▶ [Task objective] Once you find the line containing "assert_eq!(time_grid(5.0, 0).count(), 0);" in the data below, copy it and each following line exactly, up to and including the line containing "fn test_run_records_every_step() ->", and nothing else.

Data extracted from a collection
■ ■ ■ ■ ■

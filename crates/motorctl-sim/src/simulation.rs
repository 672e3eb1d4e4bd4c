//! The simulation loop.

use motorctl_control::ControlLoop;
use tracing::{debug, info, trace, warn};

use crate::config::SimConfig;
use crate::error::SimError;
use crate::noise::MeasurementNoise;
use crate::plant::FirstOrderPlant;
use crate::trace::{SimulationTrace, TraceSample};

/// `count` evenly spaced instants from 0 to `duration`, both ends included.
///
/// `count == 1` yields `[0.0]` and `count == 0` an empty grid.
pub fn time_grid(duration: f64, count: usize) -> impl Iterator<Item = f64> {
    let step = if count > 1 {
        duration / (count - 1) as f64
    } else {
        0.0
    };
    let last = count.saturating_sub(1);
    (0..count).map(move |i| {
        if i == last && count > 1 {
            duration
        } else {
            i as f64 * step
        }
    })
}

/// A configured closed-loop run: setpoint, plant, noise, filter and regulator.
#[derive(Debug, Clone)]
pub struct Simulation {
    config: SimConfig,
    control: ControlLoop,
    plant: FirstOrderPlant,
    noise: MeasurementNoise,
}

impl Simulation {
    /// Validate `config` and build every component.
    ///
    /// # Errors
    ///
    /// Returns the first validation or construction error.
    pub fn new(config: SimConfig) -> Result<Self, SimError> {
        config.validate()?;

        let mut control = ControlLoop::new(&config.control)?;
        if !config.output_limitation {
            control.regulator_mut().disable_output_limitation();
        }
        let plant = FirstOrderPlant::new(config.plant.gain, config.plant.initial_value);
        let noise = MeasurementNoise::new(config.noise.std_dev, config.noise.seed)?;

        debug!(
            coefficients = ?control.filter().coefficients(),
            seed = noise.seed(),
            "Simulation components built"
        );

        Ok(Self {
            config,
            control,
            plant,
            noise,
        })
    }

    /// The configuration this simulation was built from.
    pub fn config(&self) -> &SimConfig {
        &self.config
    }

    /// Seed of the measurement noise generator.
    pub fn seed(&self) -> u64 {
        self.noise.seed()
    }

    /// Run the whole time grid and return the recorded trace.
    pub fn run(mut self) -> SimulationTrace {
        let dt = self.config.sample_period();
        let count = self.config.sample_count();

        info!(
            steps = count,
            duration = self.config.duration,
            seed = self.noise.seed(),
            output_limitation = self.control.regulator().is_output_limitation_enabled(),
            "Starting simulation"
        );

        let mut samples = Vec::with_capacity(count);
        let mut saturated_steps = 0usize;
        let mut action = 0.0;
        let mut previous_setpoint = None;

        for time in time_grid(self.config.duration, count) {
            let setpoint = self.config.setpoint.value_at(time);
            let changed = previous_setpoint
                .is_some_and(|previous: f64| previous.to_bits() != setpoint.to_bits());
            if changed {
                debug!(time, setpoint, "Setpoint changed");
            }
            previous_setpoint = Some(setpoint);

            self.plant.advance(action, dt);
            let measurement = self.plant.perturb(self.noise.sample());

            let step = self.control.step(setpoint, measurement);
            action = step.action;

            if self.control.regulator().is_saturated() {
                if saturated_steps == 0 {
                    warn!(
                        time,
                        integrator = self.control.regulator().integrator(),
                        "Regulator output saturated"
                    );
                }
                saturated_steps += 1;
            }

            trace!(time, setpoint, measurement, filtered = step.filtered, action, "Step");

            samples.push(TraceSample {
                time,
                setpoint,
                measurement,
                filtered: step.filtered,
                action,
            });
        }

        let trace = SimulationTrace {
            sample_period: dt,
            seed: self.noise.seed(),
            samples,
            saturated_steps,
        };

        let summary = trace.summary();
        info!(
            steps = summary.steps,
            saturated_steps = summary.saturated_steps,
            final_error = summary.final_error,
            integral_abs_error = summary.integral_abs_error,
            "Simulation finished"
        );

        trace
    }
}

#[cfg(test)]
mod tests {
    use super::*;
    use approx::assert_abs_diff_eq;

    type TestResult = Result<(), Box<dyn std::error::Error>>;

    fn quiet_config() -> SimConfig {
        let mut config = SimConfig::default();
        config.noise.std_dev = 0.0;
        config
    }

    #[test]
    fn test_time_grid_matches_linspace() {
        let grid: Vec<f64> = time_grid(20.0, 2000).collect();
        assert_eq!(grid.len(), 2000);
        assert_abs_diff_eq!(grid[0], 0.0, epsilon = 0.0);
        assert_abs_diff_eq!(grid[1], 20.0 / 1999.0, epsilon = 1e-15);
        assert_abs_diff_eq!(grid[1999], 20.0, epsilon = 0.0);
    }

    #[test]
    fn test_time_grid_edge_counts() {
        assert_eq!(time_grid(5.0, 0).count(), 0);
        let single: Vec<f64> = time_grid(5.0, 1).collect();
        assert_eq!(single, vec![0.0]);
    }

    #[test]
    fn test_run_records_every_step() -> TestResult {
        let trace = Simulation::new(quiet_config())?.run();
        assert_eq!(trace.samples.len(), 2000);
        assert_abs_diff_eq!(trace.sample_period, 0.01, epsilon = 1e-15);
        Ok(())
    }

    #[test]
    fn test_first_steps_at_rest() -> TestResult {
        let trace = Simulation::new(quiet_config())?.run();
        // Setpoint 0 and no noise: nothing moves before t = 2 s.
        for sample in trace.samples.iter().take_while(|s| s.time <= 2.0) {
            assert_abs_diff_eq!(sample.action, 0.0, epsilon = 0.0);
            assert_abs_diff_eq!(sample.measurement, 0.0, epsilon = 0.0);
        }
        Ok(())
    }

    #[test]
    fn test_first_step_action_after_setpoint_change() -> TestResult {
        let trace = Simulation::new(quiet_config())?.run();
        let first = trace
            .samples
            .iter()
            .find(|s| s.setpoint > 0.0)
            .ok_or("setpoint never rises")?;
        // Plant and filter still at rest: pure 5·5 + 0.03·5.
        assert_abs_diff_eq!(first.action, 25.15, epsilon = 1e-12);
        Ok(())
    }

    #[test]
    fn test_quiet_runs_are_identical() -> TestResult {
        let a = Simulation::new(quiet_config())?.run();
        let b = Simulation::new(quiet_config())?.run();
        assert_eq!(a.samples, b.samples);
        Ok(())
    }

    #[test]
    fn test_seeded_runs_are_identical() -> TestResult {
        let mut config = SimConfig::default();
        config.noise.seed = Some(17);
        let a = Simulation::new(config.clone())?.run();
        let b = Simulation::new(config)?.run();
        assert_eq!(a.seed, 17);
        assert_eq!(a.samples, b.samples);
        Ok(())
    }

    #[test]
    fn test_disabled_limitation_is_applied() -> TestResult {
        let mut config = quiet_config();
        config.output_limitation = false;
        let sim = Simulation::new(config)?;
        assert!(!sim.control.regulator().is_output_limitation_enabled());

        let trace = sim.run();
        assert_eq!(trace.saturated_steps, 0);
        Ok(())
    }

    #[test]
    fn test_invalid_config_rejected() {
        let mut config = SimConfig::default();
        config.control.sampling_frequency = -1.0;
        assert!(Simulation::new(config).is_err());
    }
}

■ ■ ■ ■ ■

▶ [Reply]
        assert_eq!(time_grid(5.0, 0).count(), 0);
        let single: Vec<f64> = time_grid(5.0, 1).collect();
        assert_eq!(single, vec![0.0]);
    }

    #[test]
    fn test_run_records_every_step() -> TestResult {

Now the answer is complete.